• _PROBLEM REQUIREMENTS_: Given the material below, output exactly the lines from the line with "accepts any key" to the line with "pub fn verify(&self, sub_task_id: Uuid, token: &str)", both ends included, and no other lines.

DATA SHOWN Start Marker

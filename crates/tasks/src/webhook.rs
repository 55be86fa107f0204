//! Signed provider callback URLs
//!
//! Providers call back to `/webhooks/{provider}/{sub_task_id}?token=...`.
//! The token is an HMAC-SHA256 of the subtask id, so a callback can only
//! address the subtask it was issued for.

use hmac::{Hmac, Mac};
use sha2::Sha256;
use subtle::ConstantTimeEq;
use uuid::Uuid;

type HmacSha256 = Hmac<Sha256>;

#[derive(Clone)]
pub struct WebhookSigner {
    secret: Vec<u8>,
    public_base_url: String,
}

impl std::fmt::Debug for WebhookSigner {
    fn fmt(&self, f: &mut std::fmt::Formatter<'_>) -> std::fmt::Result {
        f.debug_struct("WebhookSigner")
            .field("public_base_url", &self.public_base_url)
            .finish_non_exhaustive()
    }
}

impl WebhookSigner {
    pub fn new(secret: impl Into<Vec<u8>>, public_base_url: impl Into<String>) -> Self {
        Self {
            secret: secret.into(),
            public_base_url: public_base_url.into().trim_end_matches('/').to_string(),
        }
    }

    fn mac(&self) -> HmacSha256 {
        match HmacSha256::new_from_slice(&self.secret) {
            Ok(mac) => mac,
            Err(_) => unreachable!("HMAC-SHA256 accepts any key length"),
        }
    }

    pub fn token(&self, sub_task_id: Uuid) -> String {
        let mut mac = self.mac();
        mac.update(sub_task_id.as_bytes());
        hex::encode(mac.finalize().into_bytes())
    }

    pub fn verify(&self, sub_task_id: Uuid, token: &str) -> bool {
        let Ok(provided) = hex::decode(token) else {
            return false;
        };
        let mut mac = self.mac();
        mac.update(sub_task_id.as_bytes());
        let expected = mac.finalize().into_bytes();
        expected.as_slice().ct_eq(provided.as_slice()).into()
    }

    pub fn callback_url(&self, provider_path: &str, sub_task_id: Uuid) -> String {
        format!(
            "{}/webhooks/{}/{}?token={}",
            self.public_base_url,
            provider_path,
            sub_task_id,
            self.token(sub_task_id)
        )
    }
}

DATA SHOWN End Marker

• _WRITTEN SOLUTION_:
            Err(_) => unreachable!("HMAC-SHA256 accepts any key length"),
        }
    }

    pub fn token(&self, sub_task_id: Uuid) -> String {
        let mut mac = self.mac();
        mac.update(sub_task_id.as_bytes());
        hex::encode(mac.finalize().into_bytes())
    }

    pub fn verify(&self, sub_task_id: Uuid, token: &str) -> bool {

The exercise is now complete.